[Exercise details]
Please copy every line of the records below that holds the word "seeds".

┌────────

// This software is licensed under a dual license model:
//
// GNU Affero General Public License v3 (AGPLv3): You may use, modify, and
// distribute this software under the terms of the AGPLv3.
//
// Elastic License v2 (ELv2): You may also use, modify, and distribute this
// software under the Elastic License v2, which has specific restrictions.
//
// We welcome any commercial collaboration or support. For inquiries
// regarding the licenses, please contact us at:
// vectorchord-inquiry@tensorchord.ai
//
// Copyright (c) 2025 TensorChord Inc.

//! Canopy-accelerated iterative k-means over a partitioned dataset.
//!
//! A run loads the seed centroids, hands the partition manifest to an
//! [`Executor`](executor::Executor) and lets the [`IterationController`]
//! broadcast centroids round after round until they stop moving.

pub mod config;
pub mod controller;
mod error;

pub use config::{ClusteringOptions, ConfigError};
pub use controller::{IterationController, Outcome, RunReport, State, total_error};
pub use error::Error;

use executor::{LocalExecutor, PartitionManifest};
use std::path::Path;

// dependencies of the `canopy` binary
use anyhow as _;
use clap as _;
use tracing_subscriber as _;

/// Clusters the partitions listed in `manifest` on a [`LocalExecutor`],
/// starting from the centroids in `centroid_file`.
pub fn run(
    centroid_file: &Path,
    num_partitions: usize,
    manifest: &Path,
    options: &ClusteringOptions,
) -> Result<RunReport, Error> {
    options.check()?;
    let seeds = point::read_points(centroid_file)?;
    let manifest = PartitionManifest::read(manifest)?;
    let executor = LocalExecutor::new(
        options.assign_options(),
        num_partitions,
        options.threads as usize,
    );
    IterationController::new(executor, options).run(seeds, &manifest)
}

└────────

[Response below]
    let seeds = point::read_points(centroid_file)?;
    IterationController::new(executor, options).run(seeds, &manifest)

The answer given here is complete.